What Types of Agents Do Cleaners Use that May be Involved with Industrial Asthma? 

“Cleaners are frequently exposed to a range of agents including chlorine/bleach, ammonia, ethanolamines, chloramine‐T, aldehydes, and quaternary ammonium compounds (QACs),7 which may contribute to both new‐onset asthma through sensitization (in a minority) or irritation, and exacerbation of pre‐existing asthma.8 Importantly, as many people worldwide, other than cleaners, are exposed to cleaning products, asthma due to, or exacerbated by cleaning products is a considerable public health concern.”  Respiratory health in professional cleaners: Symptoms, lung function, and risk factors,

Is There Any Caselaw Concerning Cleaners and Asthma? 
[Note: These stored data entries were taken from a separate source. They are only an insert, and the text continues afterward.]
//! Frame-callback plumbing.
//!
//! The scheduler never sleeps or spins; it asks the host for "call me on the
//! next rendering frame" and the host calls [`ChangeScheduler::run_frame`]
//! when that frame fires. [`FramePump`] is that request surface. A retry is
//! the zero-delay escape hatch for marks that arrive while a frame is
//! already pending or mid-dispatch: the host should call
//! [`ChangeScheduler::run_deferred`] as soon as the current task unwinds.
//!
//! [`ChangeScheduler::run_frame`]: crate::scheduler::ChangeScheduler::run_frame
//! [`ChangeScheduler::run_deferred`]: crate::scheduler::ChangeScheduler::run_deferred

/// Token identifying one outstanding frame request.
#[derive(Debug, Clone, Copy, PartialEq, Eq, Hash)]
pub struct FrameRequest(pub u64);

/// The host's frame-callback surface.
///
/// The scheduler guarantees it holds at most one outstanding request at a
/// time; it never double-schedules.
pub trait FramePump {
    /// Request a callback on the next rendering frame.
    fn request_frame(&mut self) -> FrameRequest;

    /// Cancel an outstanding frame request.
    ///
    /// Cancelling a request that already fired is a no-op.
    fn cancel_frame(&mut self, request: FrameRequest);

    /// Request a zero-delay re-entry for deferred dirty marks.
    ///
    /// The host should invoke `run_deferred` after the current event-loop
    /// task completes, before the next frame.
    fn request_retry(&mut self);
}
In LAUSD vs. WCAB (2007) 72 C.C.C. 1719 (writ denied), a Health Care Assistant was found to have sustained an injury to her lungs and in the form of asthma when Applicant was exposed to toxic fumes during daily cleaning duties from chlorine gas that evaporated from hypochlorite found in the cleanser, “Dispatch.”

Is there anything Important that an Injured Worker can do if They believe that They have Industrial Asthma?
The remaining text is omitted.